## TASK GOAL
Starting at the first line of the data below, retype every line up to and including the one containing "scheduled. Missed ticks".

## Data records
────────────────────────────────────────

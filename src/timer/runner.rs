//! Async driver for the timer engine.
//!
//! The runner owns a [`TimerEngine`] inside a tokio task and drives it with
//! a `tokio::time::interval`. Callers talk to it through a cloneable
//! [`RunnerHandle`]; every request carries a oneshot for the reply.
//!
//! The interval only exists while the engine is running. Pausing, resetting
//! or completing drops it, so no callback is left scheduled. Missed ticks
//! are skipped since the engine recomputes from the clock anyway.

use std::time::Duration;

use tokio::sync::{mpsc, oneshot};
use tokio::task::JoinHandle;
use tokio::time::{interval_at, Interval, MissedTickBehavior};

use super::clock::Clock;
use super::engine::TimerEngine;
use super::error::{LoadError, RunnerError};
use super::event::TimerEvent;
use crate::types::{Segment, TimerSnapshot};

/// Default period between ticks.
pub const DEFAULT_TICK_INTERVAL: Duration = Duration::from_millis(250);

enum Command {
    Load {
        segments: Vec<Segment>,
        alert_time: Option<u32>,
        reply: oneshot::Sender<Result<(), LoadError>>,
    },
    Start(oneshot::Sender<bool>),
    Pause(oneshot::Sender<bool>),
    Reset(oneshot::Sender<()>),
    Snapshot(oneshot::Sender<TimerSnapshot>),
    Subscribe(oneshot::Sender<mpsc::UnboundedReceiver<TimerEvent>>),
    Shutdown,
}

// ============================================================================
// RunnerHandle
// ============================================================================

/// Cloneable handle to a running timer task.
#[derive(Clone)]
pub struct RunnerHandle {
    tx: mpsc::UnboundedSender<Command>,
}

impl RunnerHandle {
    async fn request<T>(
        &self,
        build: impl FnOnce(oneshot::Sender<T>) -> Command,
    ) -> Result<T, RunnerError> {
        let (reply, rx) = oneshot::channel();
        self.tx.send(build(reply)).map_err(|_| RunnerError::Closed)?;
        rx.await.map_err(|_| RunnerError::Closed)
    }

    /// Loads a flattened sequence, optionally changing the alert threshold.
    pub async fn load(
        &self,
        segments: Vec<Segment>,
        alert_time: Option<u32>,
    ) -> Result<(), RunnerError> {
        self.request(|reply| Command::Load {
            segments,
            alert_time,
            reply,
        })
        .await??;
        Ok(())
    }

    /// Starts or resumes. Returns whether the engine began running.
    pub async fn start(&self) -> Result<bool, RunnerError> {
        self.request(Command::Start).await
    }

    /// Pauses. Returns whether the engine was running.
    pub async fn pause(&self) -> Result<bool, RunnerError> {
        self.request(Command::Pause).await
    }

    pub async fn reset(&self) -> Result<(), RunnerError> {
        self.request(Command::Reset).await
    }

    pub async fn snapshot(&self) -> Result<TimerSnapshot, RunnerError> {
        self.request(Command::Snapshot).await
    }

    /// Registers a new event subscriber on the engine.
    pub async fn subscribe(&self) -> Result<mpsc::UnboundedReceiver<TimerEvent>, RunnerError> {
        self.request(Command::Subscribe).await
    }

    /// Asks the task to stop. The engine is dropped with it.
    pub fn shutdown(&self) {
        let _ = self.tx.send(Command::Shutdown);
    }
}

// ============================================================================
// TimerRunner
// ============================================================================

/// Tokio task body owning the engine.
pub struct TimerRunner<C: Clock> {
    engine: TimerEngine<C>,
    tick_interval: Duration,
    commands: mpsc::UnboundedReceiver<Command>,
}

/// Spawns a runner task for `engine`.
pub fn spawn_runner<C>(engine: TimerEngine<C>, tick_interval: Duration) -> (RunnerHandle, JoinHandle<()>)
where
    C: Clock + 'static,
{
    let (tx, commands) = mpsc::unbounded_channel();
    let runner = TimerRunner {
        engine,
        tick_interval,
        commands,
    };
    let task = tokio::spawn(runner.run());
    (RunnerHandle { tx }, task)
}

fn new_ticker(period: Duration) -> Interval {
    let mut ticker = interval_at(tokio::time::Instant::now() + period, period);
    ticker.set_missed_tick_behavior(MissedTickBehavior::Skip);
    ticker
}

async fn next_tick(ticker: &mut Option<Interval>) {
    match ticker {
        Some(ticker) => {
            ticker.tick().await;
        }
        None => std::future::pending::<()>().await,
    }
}

impl<C: Clock> TimerRunner<C> {
    /// Runs until shut down or every handle is dropped.
    pub async fn run(mut self) {
        let mut ticker: Option<Interval> = None;
        tracing::debug!("Timer runner started ({:?} ticks)", self.tick_interval);

        loop {
            tokio::select! {
                command = self.commands.recv() => {
                    let Some(command) = command else { break };
                    if !self.handle(command) {
                        break;
                    }
                }
                _ = next_tick(&mut ticker) => {
                    self.engine.tick();
                }
            }

            match (self.engine.is_running(), ticker.is_some()) {
                (true, false) => ticker = Some(new_ticker(self.tick_interval)),
                (false, true) => ticker = None,
                _ => {}
            }
        }

        tracing::debug!("Timer runner stopped");
    }

    /// Applies one command. Returns `false` on shutdown.
    fn handle(&mut self, command: Command) -> bool {
        match command {
            Command::Load {
                segments,
                alert_time,
                reply,
            } => {
                let result = self.engine.load_segments(segments);
                if result.is_ok() {
                    if let Some(alert_time) = alert_time {
                        self.engine.set_alert_time(alert_time);
                    }
                }
                let _ = reply.send(result);
            }
            Command::Start(reply) => {
                let _ = reply.send(self.engine.start());
            }
            Command::Pause(reply) => {
                let _ = reply.send(self.engine.pause());
            }
            Command::Reset(reply) => {
                self.engine.reset();
                let _ = reply.send(());
            }
            Command::Snapshot(reply) => {
                let _ = reply.send(self.engine.snapshot());
            }
            Command::Subscribe(reply) => {
                let _ = reply.send(self.engine.subscribe());
            }
            Command::Shutdown => return false,
        }
        true
    }
}

// ============================================================================
// Tests
// ============================================================================

#[cfg(test)]
mod tests {
    use super::*;
    use crate::types::TimerStatus;
    use tokio::time::{sleep, timeout};

    const FAST: Duration = Duration::from_millis(20);

    fn spawn_default() -> (RunnerHandle, JoinHandle<()>) {
        spawn_runner(TimerEngine::new(), FAST)
    }

    async fn collect_until_completed(
        rx: &mut mpsc::UnboundedReceiver<TimerEvent>,
    ) -> Vec<TimerEvent> {
        let mut events = Vec::new();
        while let Some(event) = rx.recv().await {
            let done = matches!(event, TimerEvent::Completed);
            events.push(event);
            if done {
                break;
            }
        }
        events
    }

    #[tokio::test]
    async fn test_load_and_snapshot() {
        let (handle, task) = spawn_default();

        handle
            .load(vec![Segment::new("Work", "work", 30)], Some(5))
            .await
            .unwrap();
        let snapshot = handle.snapshot().await.unwrap();

        assert_eq!(snapshot.status, TimerStatus::Idle);
        assert_eq!(snapshot.remaining_seconds, 30);

        handle.shutdown();
        task.await.unwrap();
    }

    #[tokio::test]
    async fn test_load_empty_is_rejected() {
        let (handle, task) = spawn_default();

        let result = handle.load(Vec::new(), None).await;

        assert!(matches!(
            result,
            Err(RunnerError::Load(LoadError::EmptySequence))
        ));
        handle.shutdown();
        task.await.unwrap();
    }

    #[tokio::test]
    async fn test_runs_sequence_to_completion() {
        let (handle, task) = spawn_default();
        let mut rx = handle.subscribe().await.unwrap();
        let a = Segment::new("A", "work", 1);
        let b = Segment::new("B", "rest", 1);

        handle.load(vec![a, b], Some(0)).await.unwrap();
        assert!(handle.start().await.unwrap());

        let events = timeout(Duration::from_secs(5), collect_until_completed(&mut rx))
            .await
            .expect("run should complete");

        let changes: Vec<usize> = events
            .iter()
            .filter_map(|e| match e {
                TimerEvent::SegmentChanged { index, .. } => Some(*index),
                _ => None,
            })
            .collect();
        assert_eq!(changes, vec![0, 1]);
        assert!(events.iter().any(|e| matches!(e, TimerEvent::Tick(_))));

        let snapshot = handle.snapshot().await.unwrap();
        assert_eq!(snapshot.status, TimerStatus::Complete);

        handle.shutdown();
        task.await.unwrap();
    }

    #[tokio::test]
    async fn test_no_ticks_while_paused() {
        let (handle, task) = spawn_default();
        handle
            .load(vec![Segment::new("Work", "work", 30)], None)
            .await
            .unwrap();
        handle.start().await.unwrap();
        assert!(handle.pause().await.unwrap());

        let mut rx = handle.subscribe().await.unwrap();
        sleep(Duration::from_millis(200)).await;

        assert!(rx.try_recv().is_err(), "Paused runner must not tick");
        assert_eq!(handle.snapshot().await.unwrap().status, TimerStatus::Paused);

        handle.shutdown();
        task.await.unwrap();
    }

    #[tokio::test]
    async fn test_reset_stops_ticking() {
        let (handle, task) = spawn_default();
        handle
            .load(vec![Segment::new("Work", "work", 30)], None)
            .await
            .unwrap();
        handle.start().await.unwrap();
        sleep(Duration::from_millis(60)).await;

        handle.reset().await.unwrap();
        let mut rx = handle.subscribe().await.unwrap();
        sleep(Duration::from_millis(200)).await;

        assert!(rx.try_recv().is_err());
        let snapshot = handle.snapshot().await.unwrap();
        assert_eq!(snapshot.status, TimerStatus::Idle);
        assert_eq!(snapshot.remaining_seconds, 30);

        handle.shutdown();
        task.await.unwrap();
    }

    #[tokio::test]
    async fn test_stops_when_handles_dropped() {
        let (handle, task) = spawn_default();
        drop(handle);

        timeout(Duration::from_secs(1), task)
            .await
            .expect("runner should stop")
            .unwrap();
    }

    #[tokio::test]
    async fn test_closed_runner_reports_error() {
        let (handle, task) = spawn_default();
        handle.shutdown();
        task.await.unwrap();

        assert!(matches!(handle.start().await, Err(RunnerError::Closed)));
    }
}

────────────────────────────────────────

## ANSWER TO THIS PROBLEM
filename src/timer/runner.rs
//! Async driver for the timer engine.
//!
//! The runner owns a [`TimerEngine`] inside a tokio task and drives it with
//! a `tokio::time::interval`. Callers talk to it through a cloneable
//! [`RunnerHandle`]; every request carries a oneshot for the reply.
//!
//! The interval only exists while the engine is running. Pausing, resetting
//! or completing drops it, so no callback is left scheduled. Missed ticks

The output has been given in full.